- What is required
Please copy every line below that contains the string "AppQuery".

- Material supplied
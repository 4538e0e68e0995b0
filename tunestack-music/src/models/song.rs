/// Song model and database operations
///
/// # Schema
///
/// ```sql
/// CREATE TABLE songs (
///     id               INTEGER PRIMARY KEY AUTOINCREMENT,
///     title            TEXT NOT NULL,
///     artist           TEXT NOT NULL,
///     album            TEXT,
///     genre            TEXT,
///     duration_seconds INTEGER CHECK (duration_seconds IS NULL OR duration_seconds > 0),
///     release_year     INTEGER,
///     created_at       TEXT NOT NULL,
///     updated_at       TEXT NOT NULL
/// );
/// ```
///
/// # Example
///
/// ```no_run
/// use tunestack_music::models::song::{Song, CreateSong, UpdateSong};
/// use sqlx::SqlitePool;
///
/// # async fn example(pool: SqlitePool) -> Result<(), sqlx::Error> {
/// let song = Song::create(&pool, CreateSong {
///     title: "So What".to_string(),
///     artist: "Miles Davis".to_string(),
///     album: Some("Kind of Blue".to_string()),
///     ..Default::default()
/// }).await?;
///
/// let update = UpdateSong { genre: Some(Some("Jazz".to_string())), ..Default::default() };
/// Song::update(&pool, song.id, update).await?;
/// # Ok(())
/// # }
/// ```

use chrono::{DateTime, Utc};
use serde::{Deserialize, Deserializer, Serialize};
use sqlx::SqlitePool;
use utoipa::ToSchema;
use validator::Validate;

const SONG_COLUMNS: &str =
    "id, title, artist, album, genre, duration_seconds, release_year, created_at, updated_at";

/// A song in the catalog
#[derive(Debug, Clone, PartialEq, Serialize, Deserialize, sqlx::FromRow, ToSchema)]
pub struct Song {
    /// Unique song ID, assigned by SQLite
    pub id: i64,

    /// Song title
    pub title: String,

    /// Performing artist's name
    pub artist: String,

    /// Album title, if any
    pub album: Option<String>,

    /// Genre label
    pub genre: Option<String>,

    /// Length in seconds
    pub duration_seconds: Option<i64>,

    /// Year of release
    pub release_year: Option<i64>,

    pub created_at: DateTime<Utc>,
    pub updated_at: DateTime<Utc>,
}

/// Input for creating a song
#[derive(Debug, Clone, Default, Serialize, Deserialize, Validate, ToSchema)]
pub struct CreateSong {
    #[validate(length(min = 1, max = 200, message = "Title must be 1 to 200 characters"))]
    pub title: String,

    #[validate(length(min = 1, max = 200, message = "Artist must be 1 to 200 characters"))]
    pub artist: String,

    #[validate(length(max = 200, message = "Album must be at most 200 characters"))]
    pub album: Option<String>,

    #[validate(length(max = 50, message = "Genre must be at most 50 characters"))]
    pub genre: Option<String>,

    #[validate(range(min = 1, message = "Duration must be positive"))]
    pub duration_seconds: Option<i64>,

    #[validate(range(min = 1000, max = 9999, message = "Release year must have four digits"))]
    pub release_year: Option<i64>,
}

/// Input for updating a song
///
/// Only fields present in the request are changed. The optional columns
/// distinguish an absent field (`None`, left alone) from an explicit `null`
/// (`Some(None)`, cleared).
#[derive(Debug, Clone, Default, Serialize, Deserialize, Validate, ToSchema)]
pub struct UpdateSong {
    #[validate(length(min = 1, max = 200, message = "Title must be 1 to 200 characters"))]
    pub title: Option<String>,

    #[validate(length(min = 1, max = 200, message = "Artist must be 1 to 200 characters"))]
    pub artist: Option<String>,

    #[serde(default, deserialize_with = "nullable", skip_serializing_if = "Option::is_none")]
    #[schema(value_type = Option<String>)]
    #[validate(length(max = 200, message = "Album must be at most 200 characters"))]
    pub album: Option<Option<String>>,

    #[serde(default, deserialize_with = "nullable", skip_serializing_if = "Option::is_none")]
    #[schema(value_type = Option<String>)]
    #[validate(length(max = 50, message = "Genre must be at most 50 characters"))]
    pub genre: Option<Option<String>>,

    #[serde(default, deserialize_with = "nullable", skip_serializing_if = "Option::is_none")]
    #[schema(value_type = Option<i64>)]
    #[validate(range(min = 1, message = "Duration must be positive"))]
    pub duration_seconds: Option<Option<i64>>,

    #[serde(default, deserialize_with = "nullable", skip_serializing_if = "Option::is_none")]
    #[schema(value_type = Option<i64>)]
    #[validate(range(min = 1000, max = 9999, message = "Release year must have four digits"))]
    pub release_year: Option<Option<i64>>,
}

/// A present field, `null` included, becomes `Some`
fn nullable<'de, T, D>(deserializer: D) -> Result<Option<Option<T>>, D::Error>
where
    T: Deserialize<'de>,
    D: Deserializer<'de>,
{
    Option::<T>::deserialize(deserializer).map(Some)
}

impl Song {
    /// Inserts a new song
    pub async fn create(pool: &SqlitePool, data: CreateSong) -> Result<Self, sqlx::Error> {
        let now = Utc::now();

        sqlx::query_as::<_, Song>(&format!(
            "INSERT INTO songs (title, artist, album, genre, duration_seconds, release_year, created_at, updated_at)
             VALUES (?, ?, ?, ?, ?, ?, ?, ?)
             RETURNING {SONG_COLUMNS}"
        ))
        .bind(data.title)
        .bind(data.artist)
        .bind(data.album)
        .bind(data.genre)
        .bind(data.duration_seconds)
        .bind(data.release_year)
        .bind(now)
        .bind(now)
        .fetch_one(pool)
        .await
    }

    /// Finds a song by ID
    pub async fn find_by_id(pool: &SqlitePool, id: i64) -> Result<Option<Self>, sqlx::Error> {
        sqlx::query_as::<_, Song>(&format!("SELECT {SONG_COLUMNS} FROM songs WHERE id = ?"))
            .bind(id)
            .fetch_optional(pool)
            .await
    }

    /// Lists songs in insertion order, optionally only one artist's
    ///
    /// A negative `limit` returns every row. The artist match is exact.
    pub async fn list(
        pool: &SqlitePool,
        artist: Option<&str>,
        limit: i64,
        offset: i64,
    ) -> Result<Vec<Self>, sqlx::Error> {
        sqlx::query_as::<_, Song>(&format!(
            "SELECT {SONG_COLUMNS} FROM songs
             WHERE (?1 IS NULL OR artist = ?1)
             ORDER BY id
             LIMIT ?2 OFFSET ?3"
        ))
        .bind(artist)
        .bind(limit)
        .bind(offset)
        .fetch_all(pool)
        .await
    }

    /// Updates the supplied fields of a song
    ///
    /// Returns the updated song, or None if it doesn't exist. `updated_at` is
    /// refreshed even when no field changes. `Some(None)` sets a column to NULL.
    pub async fn update(
        pool: &SqlitePool,
        id: i64,
        data: UpdateSong,
    ) -> Result<Option<Self>, sqlx::Error> {
        // Placeholders are appended in the same order the values are bound below
        let mut query = String::from("UPDATE songs SET updated_at = ?");

        if data.title.is_some() {
            query.push_str(", title = ?");
        }
        if data.artist.is_some() {
            query.push_str(", artist = ?");
        }
        if data.album.is_some() {
            query.push_str(", album = ?");
        }
        if data.genre.is_some() {
            query.push_str(", genre = ?");
        }
        if data.duration_seconds.is_some() {
            query.push_str(", duration_seconds = ?");
        }
        if data.release_year.is_some() {
            query.push_str(", release_year = ?");
        }

        query.push_str(&format!(" WHERE id = ? RETURNING {SONG_COLUMNS}"));

        let mut q = sqlx::query_as::<_, Song>(&query).bind(Utc::now());

        if let Some(title) = data.title {
            q = q.bind(title);
        }
        if let Some(artist) = data.artist {
            q = q.bind(artist);
        }
        if let Some(album) = data.album {
            q = q.bind(album);
        }
        if let Some(genre) = data.genre {
            q = q.bind(genre);
        }
        if let Some(duration) = data.duration_seconds {
            q = q.bind(duration);
        }
        if let Some(year) = data.release_year {
            q = q.bind(year);
        }

        q.bind(id).fetch_optional(pool).await
    }

    /// Deletes a song by ID
    ///
    /// Returns true if a row was deleted.
    pub async fn delete(pool: &SqlitePool, id: i64) -> Result<bool, sqlx::Error> {
        let result = sqlx::query("DELETE FROM songs WHERE id = ?")
            .bind(id)
            .execute(pool)
            .await?;

        Ok(result.rows_affected() > 0)
    }

    /// Counts songs in the catalog
    pub async fn count(pool: &SqlitePool) -> Result<i64, sqlx::Error> {
        let (count,): (i64,) = sqlx::query_as("SELECT COUNT(*) FROM songs")
            .fetch_one(pool)
            .await?;

        Ok(count)
    }
}
/// Song endpoints
///
/// # Endpoints
///
/// - `POST /songs` - Add a song
/// - `GET /songs` - List songs, optionally by artist
/// - `GET /songs/{id}` - Fetch one song
/// - `PUT /songs/{id}` - Update the supplied fields
/// - `DELETE /songs/{id}` - Delete a song

use crate::{
    app::AppState,
    models::song::{CreateSong, Song, UpdateSong},
};
use axum::{
    extract::State,
    http::StatusCode,
    Json,
};
use serde::Deserialize;
use tracing::info;
use tunestack_shared::{
    error::{ApiError, ApiResult, ErrorResponse},
    http::{
        extract::{AppJson, AppPath, AppQuery},
        MessageResponse,
    },
    pagination::ListParams,
};
use utoipa::IntoParams;
use validator::Validate;

/// `GET /songs` query parameters
#[derive(Debug, Default, Deserialize, IntoParams)]
#[into_params(parameter_in = Query)]
pub struct SongListParams {
    /// Only songs by this artist (exact match)
    pub artist: Option<String>,

    /// Maximum number of rows to return
    pub limit: Option<i64>,

    /// Number of rows to skip
    pub offset: Option<i64>,
}

impl SongListParams {
    fn page(&self) -> ListParams {
        ListParams {
            limit: self.limit,
            offset: self.offset,
        }
    }
}

/// Add a song to the catalog
///
/// # Endpoint
///
/// ```text
/// POST /songs
/// Content-Type: application/json
///
/// {
///   "title": "So What",
///   "artist": "Miles Davis",
///   "album": "Kind of Blue",
///   "duration_seconds": 562
/// }
/// ```
#[utoipa::path(
    post,
    path = "/songs",
    tag = "songs",
    request_body = CreateSong,
    responses(
        (status = 201, description = "Song created", body = Song),
        (status = 422, description = "Validation failed", body = ErrorResponse)
    )
)]
pub async fn create_song(
    State(state): State<AppState>,
    AppJson(req): AppJson<CreateSong>,
) -> ApiResult<(StatusCode, Json<Song>)> {
    req.validate()?;

    let song = Song::create(&state.db, req).await?;

    info!(song_id = song.id, title = %song.title, artist = %song.artist, "Song created");

    Ok((StatusCode::CREATED, Json(song)))
}

/// List songs
#[utoipa::path(
    get,
    path = "/songs",
    tag = "songs",
    params(SongListParams),
    responses((status = 200, description = "Songs in catalog order", body = [Song]))
)]
pub async fn list_songs(
    State(state): State<AppState>,
    AppQuery(params): AppQuery<SongListParams>,
) -> ApiResult<Json<Vec<Song>>> {
    let page = params.page();
    let songs = Song::list(
        &state.db,
        params.artist.as_deref(),
        page.sql_limit(),
        page.sql_offset(),
    )
    .await?;

    Ok(Json(songs))
}

/// Get a specific song by ID
#[utoipa::path(
    get,
    path = "/songs/{id}",
    tag = "songs",
    params(("id" = i64, Path, description = "Song ID")),
    responses(
        (status = 200, description = "The song", body = Song),
        (status = 404, description = "Song not found", body = ErrorResponse)
    )
)]
pub async fn get_song(
    State(state): State<AppState>,
    AppPath(id): AppPath<i64>,
) -> ApiResult<Json<Song>> {
    let song = Song::find_by_id(&state.db, id)
        .await?
        .ok_or_else(|| song_not_found(id))?;

    Ok(Json(song))
}

/// Update a song
///
/// Fields missing from the body keep their current values.
///
/// # Errors
///
/// - `404 Not Found`: No such song
/// - `422 Unprocessable Entity`: Validation failed
#[utoipa::path(
    put,
    path = "/songs/{id}",
    tag = "songs",
    params(("id" = i64, Path, description = "Song ID")),
    request_body = UpdateSong,
    responses(
        (status = 200, description = "Updated song", body = Song),
        (status = 404, description = "Song not found", body = ErrorResponse),
        (status = 422, description = "Validation failed", body = ErrorResponse)
    )
)]
pub async fn update_song(
    State(state): State<AppState>,
    AppPath(id): AppPath<i64>,
    AppJson(req): AppJson<UpdateSong>,
) -> ApiResult<Json<Song>> {
    req.validate()?;

    let song = Song::update(&state.db, id, req)
        .await?
        .ok_or_else(|| song_not_found(id))?;

    info!(song_id = id, "Song updated");

    Ok(Json(song))
}

/// Delete a song
///
/// Playlists referencing the song are not touched.
#[utoipa::path(
    delete,
    path = "/songs/{id}",
    tag = "songs",
    params(("id" = i64, Path, description = "Song ID")),
    responses(
        (status = 200, description = "Song deleted", body = MessageResponse),
        (status = 404, description = "Song not found", body = ErrorResponse)
    )
)]
pub async fn delete_song(
    State(state): State<AppState>,
    AppPath(id): AppPath<i64>,
) -> ApiResult<Json<MessageResponse>> {
    if !Song::delete(&state.db, id).await? {
        return Err(song_not_found(id));
    }

    info!(song_id = id, "Song deleted");

    Ok(Json(MessageResponse::new(format!(
        "Song {} deleted successfully",
        id
    ))))
}

fn song_not_found(id: i64) -> ApiError {
    ApiError::NotFound(format!("Song {} not found", id))
}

- Result below
        extract::{AppJson, AppPath, AppQuery},
    AppQuery(params): AppQuery<SongListParams>,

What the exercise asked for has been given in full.